■ TASK DESCRIPTION
Take from the data every line in which the word "MatchContext" is found.

■ DATA SHOWN
========================================================================

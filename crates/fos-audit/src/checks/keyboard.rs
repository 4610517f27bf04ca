//! Keyboard access to scrollable regions

use crate::check::CheckContext;
use crate::matcher::MatchContext;
use crate::registry::Registry;
use fos_a11y::{get_scroll, has_content_virtual, is_combobox_popup, is_in_tab_order};

/// Overflow beyond this many pixels counts as scrollable
const SCROLL_BUFFER: f64 = 13.0;

pub(super) fn register(registry: &mut Registry) {
    registry
        .add_evaluate("focusable-content", |cx: &mut CheckContext<'_>| {
            let tree = cx.tree();
            Ok(tree.descendants(cx.node()).any(|d| is_in_tab_order(tree, d)).into())
        })
        .add_evaluate("focusable-element", |cx: &mut CheckContext<'_>| {
            Ok(is_in_tab_order(cx.tree(), cx.node()).into())
        })
        .add_matches("scrollable-region-focusable-matches", scrollable_region);
}

fn scrollable_region(cx: &MatchContext<'_>) -> bool {
    let tree = cx.tree;
    if get_scroll(tree, cx.node, SCROLL_BUFFER).is_none() || is_combobox_popup(tree, cx.node) {
        return false;
    }
    tree.descendants(cx.node).any(|d| {
        tree.get(d).is_some_and(|n| n.is_element()) && has_content_virtual(tree, d, true, true)
    })
}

========================================================================

■ RESULT OF THE TASK
use crate::matcher::MatchContext;
fn scrollable_region(cx: &MatchContext<'_>) -> bool {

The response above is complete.